There have been some adjustments from the provisional 2018/19 figures released earlier in the year. The most significant one being General Cropping which now sees a 20% increase (in real terms) compared to 2017/18, as opposed to a 10% decline recorded in the provisional results. The change is mainly due to better prices for potatoes, peas and field beans.
Dairy farms have seen a larger drop in profits than was recorded in the provisional figures, down by 39% (in real terms) compared to 2017/18, to average £73,700. This was driven mainly by an increase in feed, labour and machinery costs as a result of the late, wet spring followed by the summer drought. Revised figures for Grazing Livestock businesses show even bigger declines than initially reported, particularly in LFAs where agri-environment payments, which are an important source of income for these types of farms, fell.

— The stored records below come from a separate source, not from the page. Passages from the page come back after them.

//! Pore network graph and its tabular export form

use crate::spatial::border::Face;
use crate::spatial::grid::{BoundingBox, Coord, Point};
use serde::{Deserialize, Serialize};
use std::collections::BTreeMap;

/// Origin of a pore node
#[derive(Debug, Clone, Copy, PartialEq, Eq, Serialize, Deserialize)]
#[serde(rename_all = "snake_case")]
pub enum PoreKind {
    /// A labeled region of the segmentation
    Region,
    /// A virtual pore standing for a domain face
    Virtual(Face),
}

/// Origin of a throat edge
#[derive(Debug, Clone, Copy, PartialEq, Eq, Serialize, Deserialize)]
#[serde(rename_all = "snake_case")]
pub enum ThroatKind {
    /// Shared faces between two regions
    Interface,
    /// Connection from a region to a virtual face pore
    Virtual(Face),
}

/// How conduit length is measured along a throat
#[derive(Debug, Clone, Copy, PartialEq, Eq, Default, Serialize, Deserialize)]
#[serde(rename_all = "snake_case")]
pub enum ConduitLength {
    /// Distance between the two pore centroids
    #[default]
    CentroidToCentroid,
    /// Centroid distance minus both inscribed radii, floored at zero
    SurfaceToSurface,
}

impl ConduitLength {
    /// Conduit length for a throat between pores with the given inscribed radii
    pub fn measure(self, centroid_distance: f64, radius_a: f64, radius_b: f64) -> f64 {
        match self {
            Self::CentroidToCentroid => centroid_distance,
            Self::SurfaceToSurface => (centroid_distance - radius_a - radius_b).max(0.0),
        }
    }
}

/// One pore of the network
#[derive(Debug, Clone, PartialEq, Serialize, Deserialize)]
pub struct PoreNode {
    /// Region label
    pub label: u32,
    /// Mean voxel position times voxel size
    pub centroid: Point,
    /// Seed voxel of the region
    pub marker: Coord,
    /// Number of voxels in the region
    pub voxel_count: u64,
    /// Region volume (area in 2D)
    pub volume: f64,
    /// Radius of the sphere (circle in 2D) with the region's volume
    pub equivalent_radius: f64,
    /// Distance from the marker to the nearest solid
    pub inscribed_radius: f64,
    /// Area of voxel faces shared with other regions or solid inside the
    /// domain; faces on the domain edge are not counted
    pub surface_area: f64,
    /// Tight voxel box around the region
    pub bounding_box: BoundingBox,
    /// Whether the region touches a tagged domain face
    pub is_boundary: bool,
    /// Tagged faces the region touches
    pub boundary_faces: Vec<Face>,
    /// Region or virtual face pore
    pub kind: PoreKind,
    /// The flood never grew beyond the seed voxel
    pub isolated: bool,
}

/// One throat of the network
#[derive(Debug, Clone, PartialEq, Serialize, Deserialize)]
pub struct ThroatEdge {
    /// Labels of the connected pores, ascending
    pub pores: (u32, u32),
    /// Number of shared voxel faces
    pub face_count: u64,
    /// Interface area (length in 2D)
    pub cross_sectional_area: f64,
    /// Perimeter of the interface
    pub perimeter: f64,
    /// Mean interface position
    pub centroid: Point,
    /// Smallest distance to solid along the interface
    pub inscribed_radius: f64,
    /// Diameter of the circle with the interface area (the area itself in 2D)
    pub equivalent_diameter: f64,
    /// Distance between the connected pore centroids
    pub centroid_distance: f64,
    /// Conduit length under the configured rule
    pub conduit_length: f64,
    /// Interface or virtual connection
    pub kind: ThroatKind,
}

/// Descriptive data attached to a network
#[derive(Debug, Clone, PartialEq, Serialize, Deserialize)]
pub struct NetworkMetadata {
    /// Physical edge length of one voxel
    pub voxel_size: f64,
    /// Field extents
    pub shape: Vec<usize>,
    /// Field dimensionality
    pub ndim: usize,
    /// Faces requested for boundary tagging
    pub boundary_faces: Vec<Face>,
}

/// Pores and throats extracted from a field
///
/// Serialize through [`Self::to_tables`]; pair-keyed maps have no JSON form.
#[derive(Debug, Clone, PartialEq)]
pub struct PoreNetworkGraph {
    /// Pores keyed by label
    pub nodes: BTreeMap<u32, PoreNode>,
    /// Throats keyed by ordered label pair
    pub edges: BTreeMap<(u32, u32), ThroatEdge>,
    /// Field description
    pub metadata: NetworkMetadata,
}

impl PoreNetworkGraph {
    /// Empty network for a field
    pub fn empty(voxel_size: f64, shape: &[usize]) -> Self {
        Self {
            nodes: BTreeMap::new(),
            edges: BTreeMap::new(),
            metadata: NetworkMetadata {
                voxel_size,
                shape: shape.to_vec(),
                ndim: shape.len(),
                boundary_faces: Vec::new(),
            },
        }
    }

    /// Number of pores
    pub fn node_count(&self) -> usize {
        self.nodes.len()
    }

    /// Number of throats
    pub fn edge_count(&self) -> usize {
        self.edges.len()
    }

    /// Pores that are labeled regions
    pub fn region_nodes(&self) -> impl Iterator<Item = &PoreNode> {
        self.nodes
            .values()
            .filter(|node| node.kind == PoreKind::Region)
    }

    /// Labels connected to `label` by a throat, ascending
    pub fn neighbors(&self, label: u32) -> Vec<u32> {
        let mut found: Vec<u32> = self
            .edges
            .keys()
            .filter_map(|&(a, b)| match (a == label, b == label) {
                (true, _) => Some(b),
                (_, true) => Some(a),
                _ => None,
            })
            .collect();
        found.sort_unstable();
        found
    }

    /// Sum of pore volumes
    pub fn total_volume(&self) -> f64 {
        self.nodes.values().map(|node| node.volume).sum()
    }

    /// Largest label in use, 0 when empty
    pub fn max_label(&self) -> u32 {
        self.nodes.keys().next_back().copied().unwrap_or(0)
    }

    /// Check structural invariants, returning a description of each violation
    pub fn validate(&self) -> Vec<String> {
        let mut problems = Vec::new();
        for (&label, node) in &self.nodes {
            if node.label != label {
                problems.push(format!("node keyed {label} carries label {}", node.label));
            }
            if !node.bounding_box.contains(&node.marker) {
                problems.push(format!("node {label} has its marker outside its bounding box"));
            }
            if node.voxel_count > node.bounding_box.volume() as u64 {
                problems.push(format!(
                    "node {label} holds {} voxels in a box of {}",
                    node.voxel_count,
                    node.bounding_box.volume()
                ));
            }
        }
        for (&(a, b), edge) in &self.edges {
            if a >= b {
                problems.push(format!("edge ({a}, {b}) is not ordered"));
            }
            if edge.pores != (a, b) {
                problems.push(format!("edge keyed ({a}, {b}) carries {:?}", edge.pores));
            }
            for end in [a, b] {
                if !self.nodes.contains_key(&end) {
                    problems.push(format!("edge ({a}, {b}) references missing node {end}"));
                }
            }
        }
        problems
    }

    /// Generic node and edge tables for export
    pub fn to_tables(&self) -> NetworkTables {
        let nodes = self
            .nodes
            .values()
            .map(|node| NodeRecord {
                id: node.label,
                attributes: node.clone(),
            })
            .collect();
        let edges = self
            .edges
            .values()
            .map(|edge| EdgeRecord {
                source: edge.pores.0,
                target: edge.pores.1,
                attributes: edge.clone(),
            })
            .collect();
        NetworkTables {
            metadata: self.metadata.clone(),
            nodes,
            edges,
        }
    }

    /// Rebuild a graph from its tables
    pub fn from_tables(tables: NetworkTables) -> Self {
        Self {
            nodes: tables
                .nodes
                .into_iter()
                .map(|record| (record.id, record.attributes))
                .collect(),
            edges: tables
                .edges
                .into_iter()
                .map(|record| ((record.source, record.target), record.attributes))
                .collect(),
            metadata: tables.metadata,
        }
    }
}

/// A node row: integer id and attribute columns
#[derive(Debug, Clone, PartialEq, Serialize, Deserialize)]
pub struct NodeRecord {
    /// Node id (the pore label)
    pub id: u32,
    /// Attribute columns
    #[serde(flatten)]
    pub attributes: PoreNode,
}

/// An edge row: endpoints and attribute columns
#[derive(Debug, Clone, PartialEq, Serialize, Deserialize)]
pub struct EdgeRecord {
    /// Lower endpoint label
    pub source: u32,
    /// Higher endpoint label
    pub target: u32,
    /// Attribute columns
    #[serde(flatten)]
    pub attributes: ThroatEdge,
}

/// Node/edge table form of a network
#[derive(Debug, Clone, PartialEq, Serialize, Deserialize)]
pub struct NetworkTables {
    /// Field description
    pub metadata: NetworkMetadata,
    /// Node rows, ascending by id
    pub nodes: Vec<NodeRecord>,
    /// Edge rows, ascending by endpoints
    pub edges: Vec<EdgeRecord>,
}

The chart shows a breakdown of where the profit comes from for the years 2013/14 to 2018/19. It can be seen for the two Grazing Livestock farm types the return from agriculture is negative, it takes part of the Basic Payment to return these farms to profit. This is of real concern when looking ahead to the removal of direct support. Of course, FBI is only an average for the sector. The range in performance across farms is vast, and the more efficient units are likely to have made a much better return than these average values show. Unfortunately, the opposite is also true. We have made some initial estimates of 2019/20 FBI, shown in light blue on the chart. These show better returns for the Dairy sector, but poorer performance for Cereals and General Cropping reflecting lower crop prices and a difficult potato harvest.